While staying with her grandfather, Alice met the pre-Raphaelite painter and poet William Bell Scott, who was then master of the Government School of Design. She became his pupil in 1859.

Around this time, Alice moved back to Penkill Castle to live with her elder brother Spencer, the 13th Laird of Penkill, with whom she remained close throughout her life. In 1860, Bell Scott visited Penkill, and Boyd and he began a liaison that would last until his death in 1890. Although unhappily married, Bell Scott refused to cause a scandal by leaving his wife, and a workable ménage à trois was established: Boyd spent winters with William and his wife in London, while they came to Penkill in the summers. Other Pre-Raphaelite artists and their friends also came to Penkill to work on their art, including Dante Gabriel Rossetti, Christina Rossetti, and Lawrence Alma-Tadema. In 1862, Dante Gabriel Rossetti drew Boyd's portrait in profile.
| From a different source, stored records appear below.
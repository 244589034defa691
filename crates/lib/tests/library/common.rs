//! Items and helpers shared by the library tests.

use std::collections::hash_map::RandomState;
use std::hash::BuildHasher;
use std::sync::{Arc, Mutex};
use std::time::Duration;

use buildchain_lib::{ExecuteConfig, empty_build_item, multi_build_item, simple_build_item};

#[derive(Debug, Clone, PartialEq)]
pub struct Count(pub u32);

#[derive(Debug, Clone, PartialEq)]
pub struct Doubled(pub u32);

#[derive(Debug, Clone, PartialEq)]
pub struct Summary(pub String);

#[derive(Debug, Clone, PartialEq)]
pub struct Report(pub String);

#[derive(Debug)]
pub struct Marker;

simple_build_item!(Count, Doubled, Summary);
multi_build_item!(Report);
empty_build_item!(Marker);

pub fn config(parallelism: usize) -> ExecuteConfig {
  ExecuteConfig::default().with_parallelism(parallelism)
}

/// A pseudo-random delay of up to `max_ms` milliseconds, different for every `(run, step)`.
pub fn jitter(state: &RandomState, run: usize, step: usize, max_ms: u64) -> Duration {
  Duration::from_millis(state.hash_one((run, step)) % (max_ms + 1))
}

/// Records the order in which step actions start.
#[derive(Debug, Clone, Default)]
pub struct Journal(Arc<Mutex<Vec<String>>>);

impl Journal {
  pub fn record(&self, name: &str) {
    self.0.lock().unwrap().push(name.to_string());
  }

  pub fn entries(&self) -> Vec<String> {
    self.0.lock().unwrap().clone()
  }

  pub fn position(&self, name: &str) -> Option<usize> {
    self.entries().iter().position(|n| n == name)
  }
}
//! Send an SMS through one of the configured gateways.
//!
//! Accounts come from `config/*.toml` or `SMSKIT__PROVIDERS__...` variables.
use smskit::prelude::*;

use std::env;

#[tokio::main]
async fn main() -> Result<(), Box<dyn std::error::Error + Send + Sync>> {
    let config = AppConfig::load()?;
    smskit::logging::init(&config.logging)?;

    let provider = arg_or_env("--provider", "SMS_PROVIDER");
    let to = arg_or_env("--to", "SMS_TO");
    let text = arg_or_env("--text", "SMS_TEXT");

    let mut message = OutboundMessage::new(text, to.split(','));
    if let Some(from) = optional_arg_or_env("--from", "SMS_FROM") {
        message = message.with_from(from);
    }

    let dispatcher = Dispatcher::connect(&config)?;
    dispatcher.send(&provider, &message).await?;
    println!("Sent via {} to {}", provider, message.to().join(", "));
    Ok(())
}

fn optional_arg_or_env(flag: &str, env_key: &str) -> Option<String> {
    let args: Vec<String> = std::env::args().collect();
    if let Some(idx) = args.iter().position(|a| a == flag) {
        if idx + 1 < args.len() {
            return Some(args[idx + 1].clone());
        }
    }
    env::var(env_key).ok()
}

fn arg_or_env(flag: &str, env_key: &str) -> String {
    optional_arg_or_env(flag, env_key)
        .unwrap_or_else(|| panic!("missing {} (arg {} or env {})", flag, flag, env_key))
}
Trained by Bell Scott, Boyd worked in similar genres: historical and mythical subjects, landscapes, and portraits. She also illustrated some of Bell Scott's poems. After his death in 1890, her output dropped off steeply. She did not exhibit much, if at all, during her lifetime, and most of her work is still in private collections.

In 1865, Boyd's brother Spencer died childless and she became the 14th Laird of Penkill and inherited Penkill Castle. She is credited with extending the original Penkill Castle grounds towards the end of the century.

Boyd's family papers are held by Princeton University and include an unpublished history by a relative of her life at Penkill Castle.